The AP is reporting today that Will Smith was 2008’s most successful box office draw. Fair enough. Will Smith is a very famous movie actor, and has been for some time. And most of his movies are major blockbusters that do very well for themselves. It seems mildly believable that Will Smith was the year’s most successful box office draw of 2008. Although, wait a second, wasn’t The Dark Knight practically the highest grossing film of all time? No offense to the I’m sure impressive ticket sales for Hancock, but seriously, wait, what? Was it Seven Pounds? Was it the Christmas week box office of Seven Pounds that put Smith over the edge to beat out THE HIGHEST GROSSING FILM OF ALL TIME, PRACTICALLY SPEAKING. So then you start to read this article, because for one you’re kind of fascinated by just the simple thought of gigantic sums of money, but also something seems a little off to you about this whole Will Smith thing especially in 2008, and the opening paragraph is as follows:
No name on the marquee was more pleasing to theater owners in 2008 than Will Smith, according to a survey of movie exhibitors. Smith, star of “Hancock” and “Seven Pounds,” was voted the star who generated the most box office revenue for theaters in an annual survey by Quigley Publishing Co.

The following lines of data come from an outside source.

//! C6: pairwise capability negotiation and compatibility matrix.

use std::collections::{HashMap, HashSet};

use semver::Version;
use serde::Serialize;

use crate::models::Session;

#[derive(Debug, Clone, Serialize)]
pub struct NegotiationResult {
    pub compatible: bool,
    /// name -> highest shared version.
    pub supported_protocols: HashMap<String, String>,
    pub feature_intersections: Vec<String>,
    pub unsupported_features: Vec<String>,
    pub incompatibilities: Vec<String>,
    pub cross_project: bool,
    pub suggestion: String,
}

fn parse_version(raw: &str) -> Option<Version> {
    Version::parse(raw).ok().or_else(|| Version::parse(&format!("{raw}.0.0")).ok())
}

fn highest_shared_version(a: &[String], b: &[String]) -> Option<String> {
    let b_set: HashSet<&String> = b.iter().collect();
    a.iter()
        .filter(|v| b_set.contains(v))
        .filter_map(|v| parse_version(v).map(|parsed| (parsed, v.clone())))
        .max_by(|x, y| x.0.cmp(&y.0))
        .map(|(_, raw)| raw)
}

pub struct Negotiator;

impl Negotiator {
    pub fn new() -> Self {
        Negotiator
    }

    pub fn negotiate(&self, a: &Session, b: &Session, allow_cross_project: bool) -> NegotiationResult {
        let cross_project = a.project_id != b.project_id;
        if cross_project && !allow_cross_project {
            return NegotiationResult {
                compatible: false,
                supported_protocols: HashMap::new(),
                feature_intersections: vec![],
                unsupported_features: vec![],
                incompatibilities: vec!["cross-project negotiation disallowed".to_string()],
                cross_project: true,
                suggestion: "enable allow_cross_project on both projects to negotiate across boundaries".to_string(),
            };
        }

        let mut supported = HashMap::new();
        for (name, versions_a) in &a.capabilities.supported_protocols {
            if let Some(versions_b) = b.capabilities.supported_protocols.get(name) {
                if let Some(shared) = highest_shared_version(versions_a, versions_b) {
                    supported.insert(name.clone(), shared);
                }
            }
        }

        let feature_intersections: Vec<String> = a
            .capabilities
            .supported_features
            .intersection(&b.capabilities.supported_features)
            .cloned()
            .collect();
        let unsupported_features: Vec<String> = a
            .capabilities
            .supported_features
            .symmetric_difference(&b.capabilities.supported_features)
            .cloned()
            .collect();

        let mut incompatibilities = Vec::new();
        if supported.is_empty() {
            incompatibilities.push("no shared protocol version between sessions".to_string());
        }

        let compatible = incompatibilities.is_empty();
        let suggestion = if compatible {
            format!("negotiated {} shared protocol(s)", supported.len())
        } else {
            "register a common protocol version on both sessions".to_string()
        };

        NegotiationResult {
            compatible,
            supported_protocols: supported,
            feature_intersections,
            unsupported_features,
            incompatibilities,
            cross_project,
            suggestion,
        }
    }

    pub fn compatibility_matrix(
        &self,
        sessions: &[Session],
        allow_cross_project: bool,
    ) -> (Vec<((String, String), NegotiationResult)>, HashMap<String, Vec<String>>) {
        let mut pairs = Vec::new();
        let mut by_project: HashMap<String, Vec<String>> = HashMap::new();
        for session in sessions {
            by_project
                .entry(session.project_id.clone())
                .or_default()
                .push(session.session_id.clone());
        }
        for i in 0..sessions.len() {
            for j in (i + 1)..sessions.len() {
                let result = self.negotiate(&sessions[i], &sessions[j], allow_cross_project);
                pairs.push(((sessions[i].session_id.clone(), sessions[j].session_id.clone()), result));
            }
        }
        (pairs, by_project)
    }
}

impl Default for Negotiator {
    fn default() -> Self {
        Self::new()
    }
}

#[cfg(test)]
mod tests {
    use super::*;
    use crate::models::{Capabilities, SessionStatus};
    use chrono::Utc;
    use std::collections::HashMap as Map;

    fn session(id: &str, project: &str, protocols: Map<String, Vec<String>>, features: &[&str]) -> Session {
        Session {
            session_id: id.to_string(),
            project_id: project.to_string(),
            connection_time: Utc::now(),
            last_heartbeat: Utc::now(),
            status: SessionStatus::Active,
            capabilities: Capabilities {
                supported_protocols: protocols,
                supported_features: features.iter().map(|f| f.to_string()).collect(),
            },
            queue_size: 0,
        }
    }

    #[test]
    fn cross_project_denied_without_flag() {
        let negotiator = Negotiator::new();
        let a = session("a", "p1", Map::new(), &[]);
        let b = session("b", "p2", Map::new(), &[]);
        let result = negotiator.negotiate(&a, &b, false);
        assert!(!result.compatible);
        assert!(result.cross_project);
    }

    #[test]
    fn picks_highest_shared_version() {
        let negotiator = Negotiator::new();
        let a = session(
            "a",
            "p1",
            Map::from([("chat".to_string(), vec!["1.0.0".to_string(), "2.0.0".to_string()])]),
            &["streaming"],
        );
        let b = session(
            "b",
            "p1",
            Map::from([("chat".to_string(), vec!["1.0.0".to_string()])]),
            &["streaming"],
        );
        let result = negotiator.negotiate(&a, &b, false);
        assert!(result.compatible);
        assert_eq!(result.supported_protocols.get("chat"), Some(&"1.0.0".to_string()));
        assert_eq!(result.feature_intersections, vec!["streaming".to_string()]);
    }
}
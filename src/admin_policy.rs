//! C3: admin-role detection and cross-project access decisions, TTL-cached.

use std::sync::{Arc, Mutex};
use std::time::{Duration, Instant};

use dashmap::DashMap;

use crate::project_registry::ProjectRegistry;

const ADMIN_KEY_IDS: &[&str] = &["admin", "owner"];

#[derive(Debug, Clone, PartialEq, Eq, Hash)]
enum CacheAction {
    Access,
    Send(String),
}

#[derive(Clone)]
struct CacheEntry {
    value: bool,
    inserted_at: Instant,
}

pub struct AdminPolicy {
    registry: Arc<ProjectRegistry>,
    ttl: Duration,
    cache: DashMap<(String, CacheAction, String), CacheEntry>,
    // `Mutex<()>` guards cache-clear races against concurrent inserts; a
    // DashMap alone can't express "clear everything, then nothing stale
    // slips back in" atomically.
    clear_guard: Mutex<()>,
}

impl AdminPolicy {
    pub fn new(registry: Arc<ProjectRegistry>, ttl: Duration) -> Self {
        AdminPolicy {
            registry,
            ttl,
            cache: DashMap::new(),
            clear_guard: Mutex::new(()),
        }
    }

    pub fn clear_permission_cache(&self) {
        let _guard = self.clear_guard.lock().unwrap();
        self.cache.clear();
    }

    /// An API key is admin when its `key_id` is `admin`/`owner` and it validates to `project_id`.
    pub fn is_admin(&self, project_id: &str, api_key: Option<&str>) -> bool {
        let Some(api_key) = api_key else { return false };
        match self.registry.validate_api_key(api_key) {
            Ok(Some((resolved_project, key_id))) => {
                resolved_project == project_id && ADMIN_KEY_IDS.contains(&key_id.as_str())
            }
            _ => false,
        }
    }

    fn cached_or<F: FnOnce() -> bool>(
        &self,
        project_id: &str,
        action: CacheAction,
        target: &str,
        compute: F,
    ) -> bool {
        let key = (project_id.to_string(), action, target.to_string());
        if let Some(entry) = self.cache.get(&key) {
            if entry.inserted_at.elapsed() < self.ttl {
                return entry.value;
            }
        }
        let value = compute();
        self.cache.insert(
            key,
            CacheEntry {
                value,
                inserted_at: Instant::now(),
            },
        );
        value
    }

    fn cross_project_allowed(&self, requester: &str, target: &str) -> bool {
        let Ok(requester_project) = self.registry.get_project(requester) else {
            return false;
        };
        let Ok(target_project) = self.registry.get_project(target) else {
            return false;
        };
        if !requester_project.config.allow_cross_project || !target_project.config.allow_cross_project {
            return false;
        }
        if requester_project.cross_project_permissions.is_empty() {
            return true;
        }
        requester_project
            .cross_project_permissions
            .iter()
            .any(|p| p.target_project_id == target)
    }

    pub fn can_access_project(&self, requester: &str, target: &str, api_key: Option<&str>) -> bool {
        if requester == target || self.is_admin(requester, api_key) {
            return true;
        }
        self.cached_or(requester, CacheAction::Access, target, || {
            self.cross_project_allowed(requester, target)
        })
    }

    pub fn can_send_cross_project_message(
        &self,
        sender: &str,
        recipient: &str,
        protocol: &str,
        api_key: Option<&str>,
    ) -> bool {
        if sender == recipient || self.is_admin(sender, api_key) {
            return true;
        }
        self.cached_or(
            sender,
            CacheAction::Send(protocol.to_string()),
            recipient,
            || {
                if !self.cross_project_allowed(sender, recipient) {
                    return false;
                }
                let Ok(sender_project) = self.registry.get_project(sender) else {
                    return false;
                };
                let permission = sender_project
                    .cross_project_permissions
                    .iter()
                    .find(|p| p.target_project_id == recipient);
                match permission {
                    Some(p) => p.allowed_protocols.is_empty() || p.allowed_protocols.iter().any(|a| a == protocol),
                    None => true,
                }
            },
        )
    }

    pub fn get_message_rate_limit(&self, sender: &str, recipient: &str, api_key: Option<&str>) -> u32 {
        if self.is_admin(sender, api_key) {
            return 0;
        }
        self.registry
            .get_project(sender)
            .ok()
            .and_then(|p| {
                p.cross_project_permissions
                    .iter()
                    .find(|perm| perm.target_project_id == recipient)
                    .map(|perm| perm.message_rate_limit)
            })
            .unwrap_or(0)
    }

    pub fn can_manage_project(&self, project_id: &str, api_key: &str) -> bool {
        self.is_admin(project_id, Some(api_key))
    }
}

Um, movie exhibitors voted on who generated the most box office revenue? VOTED? I’m not an economist, so this is probably going to sound so stupid to most of you (our readership is evenly split between 12-year-old girls and professional economists), but surely there’s some better system for determining who generated the most box office revenue in a single year than a semi-formal vote. There must be some way. For example:
That’s just a suggestion, obviously. I’m sure that an annual survey of movie exhibitors by Quiqley Publishing Co. is accurate to within six decimal places. Which is why the second place winner in their annual poll was the astonishingly successful 2008 box office draw of Dax Shepard. It goes Will Smith, Dax Shepard, Skeet Ulrich, Tracy Ullman. Science.